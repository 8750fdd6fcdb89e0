//! Per-step outcome types returned by concrete phases.

use serde::{Deserialize, Serialize};
use serde_json::{Map, Value};

/// Default advisory delay before the next retry attempt, in seconds.
pub const DEFAULT_RETRY_DELAY_SECONDS: f64 = 5.0;

/// Outcome of executing one phase step.
#[derive(Debug, Clone, Copy, Serialize, Deserialize, PartialEq, Eq)]
#[serde(rename_all = "snake_case")]
pub enum PhaseResult {
    /// Step finished; advance to the next one.
    Success,
    /// Step failed for a reason not worth retrying; the phase fails now.
    Failed,
    /// Transient failure; the engine retries up to its per-step bound.
    Retry,
    /// Preconditions made the step unnecessary; counts as satisfied.
    Skip,
}

/// Value produced by executing one step.
#[derive(Debug, Clone, Serialize, Deserialize, PartialEq)]
pub struct PhaseStepResult {
    pub result: PhaseResult,
    /// Human-readable description, used verbatim in checkpoint notes.
    pub message: String,
    /// Measurements or diagnostics attached to the checkpoint.
    #[serde(default)]
    pub data: Option<Map<String, Value>>,
    /// Advisory delay before the next retry attempt. The engine records it
    /// but never sleeps; a caller may honor it with a blocking wait.
    #[serde(default = "default_retry_delay")]
    pub retry_delay_seconds: f64,
}

fn default_retry_delay() -> f64 {
    DEFAULT_RETRY_DELAY_SECONDS
}

impl PhaseStepResult {
    pub fn new(result: PhaseResult, message: &str) -> Self {
        Self {
            result,
            message: message.to_string(),
            data: None,
            retry_delay_seconds: DEFAULT_RETRY_DELAY_SECONDS,
        }
    }

    pub fn success(message: &str) -> Self {
        Self::new(PhaseResult::Success, message)
    }

    pub fn failed(message: &str) -> Self {
        Self::new(PhaseResult::Failed, message)
    }

    pub fn retry(message: &str) -> Self {
        Self::new(PhaseResult::Retry, message)
    }

    pub fn skip(message: &str) -> Self {
        Self::new(PhaseResult::Skip, message)
    }

    /// Attach measurement data to be copied into the checkpoint.
    pub fn with_data(mut self, data: Map<String, Value>) -> Self {
        self.data = Some(data);
        self
    }

    pub fn with_retry_delay(mut self, seconds: f64) -> Self {
        self.retry_delay_seconds = seconds;
        self
    }
}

## WORK INSTRUCTION
Retype all of the data exactly. Leave nothing out.

## EXERCISE SOLUTION
repository 8750fdd6fcdb89e0
//! Per-step outcome types returned by concrete phases.

use serde::{Deserialize, Serialize};
use serde_json::{Map, Value};

/// Default advisory delay before the next retry attempt, in seconds.
pub const DEFAULT_RETRY_DELAY_SECONDS: f64 = 5.0;

/// Outcome of executing one phase step.
#[derive(Debug, Clone, Copy, Serialize, Deserialize, PartialEq, Eq)]
#[serde(rename_all = "snake_case")]
pub enum PhaseResult {
    /// Step finished; advance to the next one.
    Success,
    /// Step failed for a reason not worth retrying; the phase fails now.
    Failed,
    /// Transient failure; the engine retries up to its per-step bound.
    Retry,
    /// Preconditions made the step unnecessary; counts as satisfied.
    Skip,
}

/// Value produced by executing one step.
#[derive(Debug, Clone, Serialize, Deserialize, PartialEq)]
pub struct PhaseStepResult {
    pub result: PhaseResult,
    /// Human-readable description, used verbatim in checkpoint notes.
    pub message: String,
    /// Measurements or diagnostics attached to the checkpoint.
    #[serde(default)]
    pub data: Option<Map<String, Value>>,
    /// Advisory delay before the next retry attempt. The engine records it
    /// but never sleeps; a caller may honor it with a blocking wait.
    #[serde(default = "default_retry_delay")]
    pub retry_delay_seconds: f64,
}

fn default_retry_delay() -> f64 {
    DEFAULT_RETRY_DELAY_SECONDS
}

impl PhaseStepResult {
    pub fn new(result: PhaseResult, message: &str) -> Self {
        Self {
            result,
            message: message.to_string(),
            data: None,
            retry_delay_seconds: DEFAULT_RETRY_DELAY_SECONDS,
        }
    }

    pub fn success(message: &str) -> Self {
        Self::new(PhaseResult::Success, message)
    }

    pub fn failed(message: &str) -> Self {
        Self::new(PhaseResult::Failed, message)
    }

    pub fn retry(message: &str) -> Self {
        Self::new(PhaseResult::Retry, message)
    }

    pub fn skip(message: &str) -> Self {
        Self::new(PhaseResult::Skip, message)
    }

    /// Attach measurement data to be copied into the checkpoint.
    pub fn with_data(mut self, data: Map<String, Value>) -> Self {
        self.data = Some(data);
        self
    }

    pub fn with_retry_delay(mut self, seconds: f64) -> Self {
        self.retry_delay_seconds = seconds;
        self
    }
}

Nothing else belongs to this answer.